Selain itu, kata Agus, Dokter Lois juga dianggap menghalangi pelaksanaan penanggulangan yang telah diperjuangkan semua pihak untuk menghadapi pandemi Covid-19.
Hal ini termaktub dalam pasal UU tentang wabah penyakit menular.
Tak hanya itu, Agus menyatakan dokter Lois juga dianggap telah menyiarkan pernyataan yang tak pasti atau berlebihan yang dapat menyebabkan keonaran di masyarakat.

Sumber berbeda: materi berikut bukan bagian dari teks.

pub mod movie;
use sea_orm::entity::prelude::*;

#[derive(Clone, Debug, PartialEq, DeriveEntityModel)]
#[sea_orm(table_name = "movie")]
pub struct Model {
    #[sea_orm(primary_key, auto_increment = false)]
    pub id: String,
    pub title: Option<String>,
    pub rating: Option<String>,
    pub released_year: Option<String>,
    pub genres: Option<String>,
    pub fill_key: Option<String>,
    pub created_at: i64,
    pub last_modified_at: i64,
}

#[derive(Copy, Clone, Debug, EnumIter, DeriveRelation)]
pub enum Relation {}

impl ActiveModelBehavior for ActiveModel {}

Baca juga: Profil dr Lois Owien yang Ditangkap Polisi karena Tak Percaya Covid-19, Bukan Anggota IDI
"Tindak pidana dengan sengaja menghalangi pelaksanaan penanggulangan wabah dan/atau tindak pidana menyiarkan kabar yang tidak pasti atau kabar yang berkelebihan atau yang tidak lengkap, sedangkan ia mengerti setidak-tidaknya patut dapat menduga bahwa kabar demikian akan atau mudah dapat menerbitkan keonaran dikalangan rakyat," ujar dia.
Hal tersebut sebagaimana dimaksud dalam Pasal 28 ayat (2) jo Pasal 45A ayat (2) Undang-Undang Nomor 19 Tahun 2016 tentang Perubahan atas Undang-Undang Nomor 11 Tahun 2008 tentang Informasi dan Transaksi Elektronik.
Selain itu, Pasal 14 ayat (1) Undang-Undang Nomor 1 Tahun 1946 dan/atau Pasal 14 ayat (2) Undang-Undang Nomor 1 Tahun 1946 dan/atau Pasal 14 ayat (1) dan Undang Nomor 4 Tahun 1984 dan/atau Pasal 15 Undang-Undang Nomor 1 Tahun 1946 tentang Peraturan Hukum Pidana.